Xanthomonas arboricola pv. corylina (Xac) is the causal agent of hazelnut bacterial blight, the most severe disease for coriliculture worldwide. Current Xac detection and identification methods rely on time-consuming diagnostic assays (e.g. microbiological, serological, biochemical and pathogenicity). Molecular diagnosis of Xac assay has been limited to a duplex PCR assay originally designed for X. arboricola pv. pruni, requiring modified thermal profiles to enhance sensitivity to the disadvantage of specificity. In 2023, efforts were made to develop a series of new molecular diagnostic methods (e.g. conventional PCR, qPCR and LAMP) based on the “region 2.4” specific to pathovar corylina. Despite that, to detect latent infections in asymptomatic tissues, the PCR assay typically used, although rapid, is not sufficiently specific.
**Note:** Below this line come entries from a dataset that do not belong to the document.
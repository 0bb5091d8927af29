// Copyright (c) 2026 Robert L. Snyder, Sierra Vista, AZ
// Licensed under the MIT License. See LICENSE file in the project root for details.

//! Bounded history of raw MIDI traffic.

use std::collections::VecDeque;
use std::sync::{Mutex, MutexGuard, PoisonError};
use std::time::{Duration, Instant};

/// Default number of lines kept
pub const DEFAULT_CAPACITY: usize = 1000;

/// Coarse message class used for filtering
#[derive(Debug, Clone, Copy, PartialEq, Eq)]
pub enum TrafficKind {
    SysEx,
    ControlChange,
    Other,
}

impl TrafficKind {
    /// Classify a formatted traffic line
    pub fn classify(text: &str) -> Self {
        if text.contains("SysEx:") {
            TrafficKind::SysEx
        } else if text.contains("control_change") {
            TrafficKind::ControlChange
        } else {
            TrafficKind::Other
        }
    }
}

/// A recorded traffic line
#[derive(Debug, Clone, PartialEq, Eq)]
pub struct TrafficEntry {
    /// Time since the log was created
    pub elapsed: Duration,
    pub text: String,
    pub is_incoming: bool,
    pub kind: TrafficKind,
}

impl TrafficEntry {
    /// `[seconds.millis] text`
    pub fn format(&self) -> String {
        format!(
            "[{:>4}.{:03}] {}",
            self.elapsed.as_secs(),
            self.elapsed.subsec_millis(),
            self.text
        )
    }
}

/// Which entries a view shows
#[derive(Debug, Clone, Copy, PartialEq, Eq)]
pub struct TrafficFilter {
    pub incoming: bool,
    pub outgoing: bool,
    pub sysex: bool,
    pub control_change: bool,
}

impl Default for TrafficFilter {
    fn default() -> Self {
        Self {
            incoming: true,
            outgoing: true,
            sysex: true,
            control_change: true,
        }
    }
}

impl TrafficFilter {
    pub fn matches(&self, entry: &TrafficEntry) -> bool {
        let direction = if entry.is_incoming {
            self.incoming
        } else {
            self.outgoing
        };
        let kind = match entry.kind {
            TrafficKind::SysEx => self.sysex,
            TrafficKind::ControlChange => self.control_change,
            TrafficKind::Other => true,
        };
        direction && kind
    }
}

struct Inner {
    entries: VecDeque<TrafficEntry>,
    capacity: usize,
}

/// Thread-safe ring of the most recent traffic lines
pub struct TrafficLog {
    inner: Mutex<Inner>,
    started: Instant,
}

impl TrafficLog {
    /// Create with the default capacity
    pub fn new() -> Self {
        Self::with_capacity(DEFAULT_CAPACITY)
    }

    pub fn with_capacity(capacity: usize) -> Self {
        let capacity = capacity.max(1);
        Self {
            inner: Mutex::new(Inner {
                entries: VecDeque::with_capacity(capacity),
                capacity,
            }),
            started: Instant::now(),
        }
    }

    fn lock(&self) -> MutexGuard<'_, Inner> {
        self.inner.lock().unwrap_or_else(PoisonError::into_inner)
    }

    /// Append a line, evicting the oldest when full
    pub fn record(&self, text: &str, is_incoming: bool) {
        let entry = TrafficEntry {
            elapsed: self.started.elapsed(),
            text: text.to_string(),
            is_incoming,
            kind: TrafficKind::classify(text),
        };

        let mut inner = self.lock();
        while inner.entries.len() >= inner.capacity {
            inner.entries.pop_front();
        }
        inner.entries.push_back(entry);
    }

    /// Change the capacity, dropping the oldest entries if needed
    pub fn set_capacity(&self, capacity: usize) {
        let mut inner = self.lock();
        inner.capacity = capacity.max(1);
        while inner.entries.len() > inner.capacity {
            inner.entries.pop_front();
        }
    }

    pub fn capacity(&self) -> usize {
        self.lock().capacity
    }

    pub fn len(&self) -> usize {
        self.lock().entries.len()
    }

    pub fn is_empty(&self) -> bool {
        self.lock().entries.is_empty()
    }

    pub fn clear(&self) {
        self.lock().entries.clear();
    }

    /// Entries passing `filter`, oldest first
    pub fn entries(&self, filter: &TrafficFilter) -> Vec<TrafficEntry> {
        self.lock()
            .entries
            .iter()
            .filter(|entry| filter.matches(entry))
            .cloned()
            .collect()
    }

    /// Formatted lines passing `filter`
    pub fn lines(&self, filter: &TrafficFilter) -> Vec<String> {
        self.entries(filter).iter().map(TrafficEntry::format).collect()
    }
}

impl Default for TrafficLog {
    fn default() -> Self {
        Self::new()
    }
}

#[cfg(test)]
mod tests {
    use super::*;

    const SYSEX_IN: &str = "IN:  SysEx: F0 04 17 23 17 40 00 00 00 00 00 00 00 00 01 00 F7";
    const CC_OUT: &str = "OUT: control_change channel=0 control=1 value=64";
    const CLOCK_IN: &str = "IN:  clock";

    #[test]
    fn test_classify() {
        assert_eq!(TrafficKind::classify(SYSEX_IN), TrafficKind::SysEx);
        assert_eq!(TrafficKind::classify(CC_OUT), TrafficKind::ControlChange);
        assert_eq!(TrafficKind::classify(CLOCK_IN), TrafficKind::Other);
    }

    #[test]
    fn test_bounded() {
        let log = TrafficLog::with_capacity(3);
        for i in 0..5 {
            log.record(&format!("IN:  line {}", i), true);
        }
        assert_eq!(log.len(), 3);

        let texts: Vec<String> = log
            .entries(&TrafficFilter::default())
            .into_iter()
            .map(|e| e.text)
            .collect();
        assert_eq!(texts, vec!["IN:  line 2", "IN:  line 3", "IN:  line 4"]);

        log.set_capacity(1);
        assert_eq!(log.len(), 1);
        assert_eq!(log.capacity(), 1);
    }

    #[test]
    fn test_default_capacity() {
        assert_eq!(TrafficLog::new().capacity(), DEFAULT_CAPACITY);
    }

    #[test]
    fn test_filters() {
        let log = TrafficLog::new();
        log.record(SYSEX_IN, true);
        log.record(CC_OUT, false);
        log.record(CLOCK_IN, true);

        let only_incoming = TrafficFilter {
            outgoing: false,
            ..TrafficFilter::default()
        };
        assert_eq!(log.entries(&only_incoming).len(), 2);

        let no_sysex = TrafficFilter {
            sysex: false,
            ..TrafficFilter::default()
        };
        let entries = log.entries(&no_sysex);
        assert_eq!(entries.len(), 2);
        assert!(entries.iter().all(|e| e.kind != TrafficKind::SysEx));

        let no_cc = TrafficFilter {
            control_change: false,
            ..TrafficFilter::default()
        };
        assert_eq!(log.entries(&no_cc).len(), 2);
    }

    #[test]
    fn test_format_line() {
        let entry = TrafficEntry {
            elapsed: Duration::from_millis(12_345),
            text: CLOCK_IN.to_string(),
            is_incoming: true,
            kind: TrafficKind::Other,
        };
        assert_eq!(entry.format(), "[  12.345] IN:  clock");
    }

    #[test]
    fn test_clear() {
        let log = TrafficLog::new();
        log.record(CC_OUT, false);
        log.clear();
        assert!(log.is_empty());
        assert!(log.lines(&TrafficFilter::default()).is_empty());
    }
}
Furthermore, for the identification of X. arboricola, highly pathovar-specific and sensitive methods are not yet available except for pathogenicity testing on host plants. The study aimed to development and validated a reliable qPCR-based diagnostic protocol for the early and rapid detection of Xac in asymptomatic halzenut tissues, thereby improving disease prevention and management. Primers were designed based on ftsX and xopH genes, both specific for pv. corylina. Samples from symptomatic and asymptomatic hazelnut plant material were preliminarily tested. The qPCR assays demonstrated high sensitivity and specify, enabling consistent detection allowed to achieve encouraging results for Xac identification in asymptomatic and symptomatic plant material. However, it is necessary to deepen the genetic aspects on Xac virulence and to broaden the choice and type of molecular targets to prevent and control the disease.